● Problem: Locate the string "ResponseStep" in the records below. Copy every line where it occurs.

● Items from a dataset:
___

//! API client: runs the request pipeline around a transport.
//!
//! ERROR HANDLING
//! ==============
//! Every failure reaches the caller as an `ApiError`: request steps can
//! reject a request, the transport reports network failures, and response
//! steps turn `401` and other non-2xx statuses into typed errors. Nothing is
//! retried.

#[cfg(test)]
#[path = "client_test.rs"]
mod client_test;

use serde::de::DeserializeOwned;

use super::error::ApiError;
use super::pipeline::{ApiRequest, ApiResponse, BearerAuth, RequestStep, ResponseStep, StatusCheck, UnauthorizedGuard};
use super::transport::{ReqwestTransport, Transport};
use crate::config::{ClientConfig, UnauthorizedPolicy};
use crate::session::AuthSession;

pub struct ApiClient<T> {
    transport: T,
    request_steps: Vec<Box<dyn RequestStep>>,
    response_steps: Vec<Box<dyn ResponseStep>>,
}

impl ApiClient<ReqwestTransport> {
    /// HTTP client for `config.api_base_url` wired to `session`.
    ///
    /// # Errors
    ///
    /// Returns `ApiError::InvalidRequest` if the HTTP client cannot be built.
    pub fn from_config(config: &ClientConfig, session: &AuthSession) -> Result<Self, ApiError> {
        let transport = ReqwestTransport::new(config)?;
        Ok(Self::for_session(transport, session, config.unauthorized_policy))
    }
}

impl<T: Transport> ApiClient<T> {
    /// Client with an empty pipeline.
    pub fn new(transport: T) -> Self {
        Self { transport, request_steps: Vec::new(), response_steps: Vec::new() }
    }

    /// Client with the standard pipeline: bearer attachment, unauthorized
    /// detection under `policy`, then status mapping.
    pub fn for_session(transport: T, session: &AuthSession, policy: UnauthorizedPolicy) -> Self {
        Self::new(transport)
            .with_request_step(BearerAuth::new(session.store().clone()))
            .with_response_step(UnauthorizedGuard::new(policy, session.clone()))
            .with_response_step(StatusCheck)
    }

    #[must_use]
    pub fn with_request_step(mut self, step: impl RequestStep + 'static) -> Self {
        self.request_steps.push(Box::new(step));
        self
    }

    #[must_use]
    pub fn with_response_step(mut self, step: impl ResponseStep + 'static) -> Self {
        self.response_steps.push(Box::new(step));
        self
    }

    pub fn transport(&self) -> &T {
        &self.transport
    }

    /// Run `request` through the pipeline and the transport.
    ///
    /// # Errors
    ///
    /// Returns the first error raised by a request step, the transport, or a
    /// response step.
    pub async fn execute(&self, mut request: ApiRequest) -> Result<ApiResponse, ApiError> {
        for step in &self.request_steps {
            step.apply(&mut request)?;
        }
        tracing::debug!(method = %request.method, path = %request.path, "api request");
        let response = self.transport.send(&request).await?;
        for step in &self.response_steps {
            step.inspect(&request, &response)?;
        }
        Ok(response)
    }

    /// Run `request` and decode the JSON body.
    ///
    /// # Errors
    ///
    /// Returns any `execute` error, or `ApiError::Decode` for a body that
    /// does not match `R`.
    pub async fn execute_json<R: DeserializeOwned>(&self, request: ApiRequest) -> Result<R, ApiError> {
        self.execute(request).await?.json()
    }
}
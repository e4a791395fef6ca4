use super::*;
use crate::storage::{MemoryStorage, StorageError};
use crate::test_support::memory_store;

/// Accepts the first `budget` writes, then rejects every write.
struct QuotaStorage {
    inner: MemoryStorage,
    budget: std::sync::atomic::AtomicUsize,
}

impl QuotaStorage {
    fn new(budget: usize) -> Self {
        Self { inner: MemoryStorage::new(), budget: std::sync::atomic::AtomicUsize::new(budget) }
    }
}

impl KeyValueStorage for QuotaStorage {
    fn get(&self, key: &str) -> Option<String> {
        self.inner.get(key)
    }

    fn set(&self, key: &str, value: &str) -> Result<(), StorageError> {
        use std::sync::atomic::Ordering;
        if self.budget.load(Ordering::SeqCst) == 0 {
            return Err(StorageError::Write("quota exceeded".to_owned()));
        }
        self.budget.fetch_sub(1, Ordering::SeqCst);
        self.inner.set(key, value)
    }

    fn remove(&self, key: &str) {
        self.inner.remove(key);
    }
}

#[test]
fn empty_store_reads_none() {
    let (_, store) = memory_store();
    assert_eq!(store.read(), None);
    assert_eq!(store.access_token(), None);
}

#[test]
fn save_then_read_returns_exact_pair() {
    let (backend, store) = memory_store();
    store.save("a.b.c", "refresh123");
    assert_eq!(store.read(), Some(CredentialPair::new("a.b.c", "refresh123")));
    assert_eq!(backend.get("accessToken").as_deref(), Some("a.b.c"));
    assert_eq!(backend.get("refreshToken").as_deref(), Some("refresh123"));
}

#[test]
fn clear_removes_both_entries() {
    let (backend, store) = memory_store();
    store.save("a.b.c", "r");
    store.clear();
    assert_eq!(store.read(), None);
    assert!(backend.is_empty());
}

#[test]
fn partial_pair_reads_as_empty() {
    let (backend, store) = memory_store();
    backend.set("accessToken", "a.b.c").unwrap();
    assert_eq!(store.read(), None);
    assert!(store.has_entries());
}

#[test]
fn empty_value_reads_as_missing() {
    let (backend, store) = memory_store();
    backend.set("accessToken", "").unwrap();
    backend.set("refreshToken", "r").unwrap();
    assert_eq!(store.read(), None);
}

#[test]
fn custom_keys_are_respected() {
    let backend = Arc::new(MemoryStorage::new());
    let keys = StorageKeys { access_token: "at".to_owned(), refresh_token: "rt".to_owned() };
    let store = CredentialStore::new(backend.clone(), keys);
    store.save("x.y.z", "r");
    assert_eq!(backend.get("at").as_deref(), Some("x.y.z"));
    assert_eq!(backend.get("accessToken"), None);
}

#[test]
fn failed_second_write_leaves_store_empty() {
    let backend = Arc::new(QuotaStorage::new(1));
    let store = CredentialStore::with_default_keys(backend.clone());
    store.save("a.b.c", "r");
    assert_eq!(store.read(), None);
    assert!(!store.has_entries());
}

#[test]
fn debug_output_redacts_tokens() {
    let pair = CredentialPair::new("secret.access.token", "secret-refresh");
    let rendered = format!("{pair:?}");
    assert!(!rendered.contains("secret"));
    assert!(rendered.contains("redacted"));
}
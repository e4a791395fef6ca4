//! Log output setup.
//!
//! Library code only emits `tracing` events. The browser build forwards them
//! through `log` to the devtools console; native builds print them with
//! `tracing-subscriber`, filtered by `RUST_LOG` (default `info`).

/// Install the panic hook and the console logger. Safe to call more than once.
#[cfg(feature = "hydrate")]
pub fn init() {
    console_error_panic_hook::set_once();
    // Err means a logger is already installed.
    let _ = console_log::init_with_level(log::Level::Info);
}

/// Install the global `tracing` subscriber. Safe to call more than once.
#[cfg(all(not(feature = "hydrate"), not(target_arch = "wasm32")))]
pub fn init() {
    let filter = tracing_subscriber::EnvFilter::try_from_default_env()
        .unwrap_or_else(|_| tracing_subscriber::EnvFilter::new("info"));
    let _ = tracing_subscriber::fmt().with_env_filter(filter).try_init();
}

#[cfg(all(not(feature = "hydrate"), target_arch = "wasm32"))]
pub fn init() {}
//! Leptos-facing auth context.
//!
//! SYSTEM CONTEXT
//! ==============
//! The app root calls `provide_auth` once; route guards and user-aware
//! components read it back with `use_auth`. The context keeps a signal
//! mirror of the session state so views re-render on login and logout.
//!
//! In the browser a local task follows the session's watch channel, so a
//! logout that happens outside the UI (the unauthorized guard, for
//! instance) still reaches the mirror.

#[cfg(test)]
#[path = "context_test.rs"]
mod context_test;

use leptos::prelude::*;
use leptos_router::NavigateOptions;

use crate::session::{AuthSession, LoginError, SessionState};
use crate::token::Identity;

pub const LOGIN_PATH: &str = "/login";

#[derive(Clone, Debug)]
pub struct AuthContext {
    session: AuthSession,
    state: RwSignal<SessionState>,
}

impl AuthContext {
    pub fn new(session: AuthSession) -> Self {
        let state = RwSignal::new(session.state());
        #[cfg(feature = "hydrate")]
        follow_session(&session, state);
        Self { session, state }
    }

    pub fn session(&self) -> &AuthSession {
        &self.session
    }

    /// Reactive session state.
    pub fn state(&self) -> RwSignal<SessionState> {
        self.state
    }

    pub fn user(&self) -> Option<Identity> {
        self.state.with(|s| s.identity().cloned())
    }

    pub fn is_authenticated(&self) -> bool {
        self.state.with(SessionState::is_authenticated)
    }

    /// # Errors
    ///
    /// Propagates [`AuthSession::login`] failures; the mirror is refreshed
    /// either way.
    pub fn login(&self, access_token: &str, refresh_token: &str) -> Result<Identity, LoginError> {
        let result = self.session.login(access_token, refresh_token);
        self.sync();
        result
    }

    pub fn logout(&self) {
        self.session.logout();
        self.sync();
    }

    /// Copy the session's current state into the signal if it differs.
    pub fn sync(&self) {
        let current = self.session.state();
        if self.state.with_untracked(|s| *s != current) {
            self.state.set(current);
        }
    }
}

#[cfg(feature = "hydrate")]
fn follow_session(session: &AuthSession, state: RwSignal<SessionState>) {
    let mut updates = session.subscribe();
    leptos::task::spawn_local(async move {
        while updates.changed().await.is_ok() {
            let next = updates.borrow_and_update().clone();
            // Owner disposed.
            if state.try_set(next).is_some() {
                break;
            }
        }
    });
}

/// Install an [`AuthContext`] for `session` in the current reactive owner.
pub fn provide_auth(session: AuthSession) -> AuthContext {
    let auth = AuthContext::new(session);
    provide_context(auth.clone());
    auth
}

/// The context installed by [`provide_auth`].
///
/// # Panics
///
/// Panics when called outside a component tree that ran `provide_auth`.
pub fn use_auth() -> AuthContext {
    expect_context::<AuthContext>()
}

pub fn should_redirect_unauth(state: &SessionState) -> bool {
    !state.is_authenticated()
}

/// Redirect to `/login` whenever the mirrored session is anonymous.
pub fn install_unauth_redirect<F>(auth: &AuthContext, navigate: F)
where
    F: Fn(&str, NavigateOptions) + Clone + 'static,
{
    let state = auth.state();
    Effect::new(move || {
        if state.with(should_redirect_unauth) {
            navigate(LOGIN_PATH, NavigateOptions::default());
        }
    });
}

___

● Written reply:
use super::pipeline::{ApiRequest, ApiResponse, BearerAuth, RequestStep, ResponseStep, StatusCheck, UnauthorizedGuard};
    response_steps: Vec<Box<dyn ResponseStep>>,
    pub fn with_response_step(mut self, step: impl ResponseStep + 'static) -> Self {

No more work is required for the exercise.